Ahead of a number of key earnings reports, the Dow Jones Industrial Adverage (^DJI 0.56%) was up 61.81 points, or a cool 0.36%, and the S&P 500 (^GSPC -0.88%) moved up 9.90 points, or 0.50%. In tech, Microsoft (MSFT -1.27%) and Qualcomm (QCOM -2.36%) were prominent today. 

Microsoft does well but suffers some Nokia-induced indigestion
Following the market close, software giant Microsoft reported sales of $23.38 billion and earnings per share of $0.55, beating by $380 million on the former and missing by $0.05 on the latter. 

Microsoft's commercial revenue (57.66% of sales) hit $13.48 billion, up 11% year over year. Its devices and consumer revenue didn't fare too badly, either, popping 42% higher to $10 billion. Office 365 Home and Personal subscribers hit 5.6 million, up 1 million during the quarter, Bing search grew 40%,nabbing 19.2% of U.S. search share, and Windows OEM revenue was up 3%, driven by 11% growth in Windows OEM Pro revenue.

Microsoft remains a cash-generating machine -- raking in $27.7 billion in operating profit for the year and $22 billion in net income this year. Despite the struggles it has had in trying to sell smartphones and tablets profitably (its newly acquired Nokia division lopped off $0.08 per share in earnings for the quarter), its core businesses remain exceptionally strong.
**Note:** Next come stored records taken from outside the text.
//! Guaranteed-release wrapper around a relayed upstream stream.
//!
//! The guard owns the upstream byte stream. It is dropped exactly once on
//! every exit path (upstream end, upstream failure, idle timeout or caller
//! disconnect), which releases the upstream connection and records the
//! outcome. A guard dropped without an outcome means the caller went away.

use crate::core::metrics::get_metrics;
use futures::stream::{Stream, StreamExt};
use std::time::Instant;

/// Identifies a relay in logs.
#[derive(Debug, Clone, Default)]
pub struct RelayContext {
    pub request_id: String,
    pub provider: String,
    /// Resolved upstream model identifier
    pub model: String,
}

/// How a relay ended.
#[derive(Debug, Clone, PartialEq, Eq)]
pub enum RelayOutcome {
    /// Upstream closed the stream
    Completed,
    /// Transport failure after the relay started; the caller sees a truncated stream
    UpstreamFailed(String),
    /// No chunk arrived within the idle timeout
    IdleTimeout,
    /// The caller stopped consuming the response
    ClientDisconnected,
}

pub struct RelayGuard<S> {
    upstream: Option<S>,
    context: RelayContext,
    chunks: usize,
    bytes: usize,
    started: Instant,
    outcome: Option<RelayOutcome>,
}

impl<S> RelayGuard<S>
where
    S: Stream + Unpin,
{
    pub fn new(upstream: S, context: RelayContext) -> Self {
        get_metrics().active_streams.inc();
        Self {
            upstream: Some(upstream),
            context,
            chunks: 0,
            bytes: 0,
            started: Instant::now(),
            outcome: None,
        }
    }

    /// Next item from upstream; `None` once finished or released.
    pub async fn next_chunk(&mut self) -> Option<S::Item> {
        match self.upstream.as_mut() {
            Some(upstream) => upstream.next().await,
            None => None,
        }
    }

    pub fn record_chunk(&mut self, len: usize) {
        self.chunks += 1;
        self.bytes += len;
    }

    /// Record the outcome and release the upstream connection now.
    pub fn finish(&mut self, outcome: RelayOutcome) {
        self.upstream = None;
        if self.outcome.is_none() {
            self.outcome = Some(outcome);
        }
    }
}

impl<S> Drop for RelayGuard<S> {
    fn drop(&mut self) {
        self.upstream = None;
        let outcome = self.outcome.take().unwrap_or(RelayOutcome::ClientDisconnected);
        let metrics = get_metrics();
        metrics.active_streams.dec();

        let duration_ms = self.started.elapsed().as_millis() as u64;
        let ctx = &self.context;
        match outcome {
            RelayOutcome::Completed => tracing::info!(
                request_id = %ctx.request_id,
                provider = %ctx.provider,
                model = %ctx.model,
                chunks = self.chunks,
                bytes = self.bytes,
                duration_ms,
                "Stream relay completed"
            ),
            RelayOutcome::UpstreamFailed(error) => tracing::error!(
                request_id = %ctx.request_id,
                provider = %ctx.provider,
                model = %ctx.model,
                chunks = self.chunks,
                bytes = self.bytes,
                duration_ms,
                error = %error,
                "Upstream failed mid-stream, relay truncated"
            ),
            RelayOutcome::IdleTimeout => tracing::warn!(
                request_id = %ctx.request_id,
                provider = %ctx.provider,
                model = %ctx.model,
                chunks = self.chunks,
                bytes = self.bytes,
                duration_ms,
                "Upstream stream idle timeout, relay truncated"
            ),
            RelayOutcome::ClientDisconnected => {
                metrics.client_disconnects_total.inc();
                tracing::info!(
                    request_id = %ctx.request_id,
                    provider = %ctx.provider,
                    model = %ctx.model,
                    chunks = self.chunks,
                    bytes = self.bytes,
                    duration_ms,
                    "Client disconnected during streaming"
                );
            }
        }
    }
}
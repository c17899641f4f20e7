//! Business logic services for the gateway.
//!
//! Route parsing/resolution and outgoing request assembly. Nothing in this
//! layer performs I/O.

pub mod rewriter;
pub mod routing;

// Re-export commonly used types
pub use rewriter::{build_outgoing_request, OutgoingRequest};
pub use routing::{resolve_route, ResolvedRoute, RouteIdentifier};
The only potential weak spot is that Microsoft guided to revenue of $21.2 billion to $22.3 billion for the current quarter, missing analyst consensus of $23.09 billion.

Qualcomm gets a 4G upgrade
Cowen's Timothy Arcuri issued a note to investors claiming that shares of Qualcomm could move beyond their current trading range, reiterating his $86 price target. Arcuri's positive outlook appears based on the belief that Qualcomm's chip business is likely to be in line or better, and technology licensing (Qualcomm's main profit driver) is slated to come in near the high end of the company's guidance range. Additionally, Arcuri is optimistic that cost-cutting could help boost Qualcomm's chip division profitability. 

It should be worth noting that it's tough to disagree with Arcuri's sentiments; Qualcomm's applications processors have swept the high end of the smartphone market and are making strong inroads in the mid-range and low end. Further, Qualcomm is increasingly gaining connectivity combo chip share in the low end and mid-range (as it sells the entire platform), and it even has exposure to Apple as the cellular baseband provider for the iPhone and cellular variants of the iPad. 

We'll know more tomorrow after Qualcomm reports its earnings results.